Dit betekent dat het hof het in het belang van de kinderen dringend noodzakelijk vindt dat
er naast hulpverlening aan de kinderen nu daadwerkelijk hulpverlening op het gebied van complexe scheiding komt voor de ouders. Het hof acht hierbij een steviger en meer intensieve regievoering dan tot nu toe heeft plaatsgevonden door de GI noodzakelijk,
waarbij de GI alsnog informatie dient in te winnen bij de huisarts, scholen en individuele hulpverleners van de kinderen, hetgeen tot nu toe niet of onvoldoende is gebeurd. De door
de moeder genoemde hulpverleners van dan wel hulpverlenende instanties betrokken bij de kinderen, te weten [K] van [J] , de psycholoog van [de minderjarige3] , het maatje van [de minderjarige1] van [L] , het gebiedsteam van de gemeente Opsterland en Accare, kunnen de benodigde informatie aan de GI verstrekken, waarna de GI de verschillende soorten hulpverlening in kaart dient te brengen en zo veel mogelijk op elkaar dient af te stemmen.

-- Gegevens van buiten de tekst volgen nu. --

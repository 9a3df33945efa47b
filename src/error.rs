use thiserror::Error;

pub type Result<T> = std::result::Result<T, Error>;

/// Error taxonomy for the translation worker.
///
/// File-level failures (`StructuralParse`, `Content`, `Translation`, `Write`,
/// `Timeout`) are caught at the per-file boundary and recorded on the job;
/// they never abort sibling files. `Validation` is caller-recoverable and
/// never retried.
#[derive(Error, Debug)]
pub enum Error {
    #[error("validation: {0}")]
    Validation(String),

    /// Corrupt or unsupported PPTX archive. Fatal for the file, not retried.
    #[error("structural parse: {0}")]
    StructuralParse(String),

    /// Valid archive but nothing usable inside (e.g. no slide parts).
    #[error("content: {0}")]
    Content(String),

    /// Backend call failed after retries, fragment- or batch-scoped.
    #[error("translation: {0}")]
    Translation(String),

    #[error("write: {0}")]
    Write(String),

    #[error("job store: {0}")]
    Store(String),

    #[error("file store: {0}")]
    FileStore(String),

    #[error("timed out after {0}s")]
    Timeout(u64),

    #[error(transparent)]
    Io(#[from] std::io::Error),
}

impl Error {
    pub fn validation(msg: impl Into<String>) -> Self {
        Self::Validation(msg.into())
    }

    pub fn structural(msg: impl Into<String>) -> Self {
        Self::StructuralParse(msg.into())
    }

    pub fn content(msg: impl Into<String>) -> Self {
        Self::Content(msg.into())
    }
}
//! Structural PPTX translation with layout re-fitting.
//!
//! A deck moves through four stages: the zip container and slide XML are
//! parsed losslessly ([`pptx`]), text runs are batched through an LLM
//! backend ([`translate`]), box insets and font sizes are re-fitted for the
//! new language ([`layout`], [`metrics`]), and the package is rewritten with
//! every untouched byte preserved. [`worker`] drives that same pipeline as a
//! polling batch worker over a job store.

pub mod config;
pub mod error;
pub mod ir;
pub mod job;
pub mod layout;
pub mod metrics;
pub mod pptx;
pub mod translate;
pub mod worker;

pub use error::{Error, Result};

Het hof vraagt zich, gelet op de complexiteit en omvang van de problematiek en de veelheid aan hulpverlening die voor de kinderen afzonderlijk is ingezet en de hulpverlening die nog gerealiseerd dient te worden, af of de inzet van één gezinsvoogd in deze zaak volstaat.
5.8
Het hof is, alles afwegende, van oordeel dat de moeder op dit moment nog niet in staat is om de kinderen een opvoedingsklimaat te bieden waarin de continuïteit van en veiligheid in hun dagelijkse verzorging en opvoeding in voldoende mate is gewaarborgd, zodat een uithuisplaatsing noodzakelijk is in het belang van de opvoeding en verzorging van [de minderjarige1] , [de minderjarige2] en [de minderjarige3] . Dat [de minderjarige2] en [de minderjarige1] zelf wel graag weer terug naar de moeder willen zoals zij tijdens het gesprek met het hof hebben aangegeven, begrijpt het hof goed maar maakt de beoordeling nu niet anders. Het is in het belang van de kinderen dat een (stapsgewijze) terugkeer naar huis goed wordt doordacht en bij een terugkeer de hulpverlening in voldoende mate is gewaarborgd om forse escalaties zoals die hebben plaatsgevonden te voorkomen. Het hof hecht er daarbij aan op te merken dat de kinderen
zelf geen schuld hebben aan de uithuisplaatsing.
5.9
Ten aanzien van de terugkoppeling van deze uitspraak naar de kinderen, is het hof
van oordeel dat dit dient te gebeuren door de moeder in aanwezigheid van in elk geval een gezinsvoogd en eventueel een derde professional. Het hof acht het van belang dat de terugkoppeling aan de kinderen zo veel mogelijk gelijktijdig plaatsvindt.

6.De slotsom

Op grond van hetgeen hiervoor is overwogen, zal het hof beslissen als na te melden.

7.De beslissing

Het hof, beschikkende in hoger beroep:
zaaknummer 200.209.423/02:
wijst het verzoek tot schorsing van de uitvoerbaarheid bij voorraad van de beschikking van de kinderrechter in de rechtbank Noord-Nederland, locatie Leeuwarden, van 27 januari 2017, af;
zaaknummer 200.209.423/01:
bekrachtigt de beschikking van de kinderrechter in de rechtbank Noord-Nederland, locatie Leeuwarden, van 27 januari 2017;
wijst in beide zaken het meer of anders verzochte af.
Deze beschikking is gegeven door mrs. M.P. den Hollander, E.B.E.M. Rikaart-Gerard en J.G. Idsardi, bijgestaan door mr. S.C. Lok als griffier, en is op 23 maart 2017 uitgesproken in het openbaar in tegenwoordigheid van de griffier.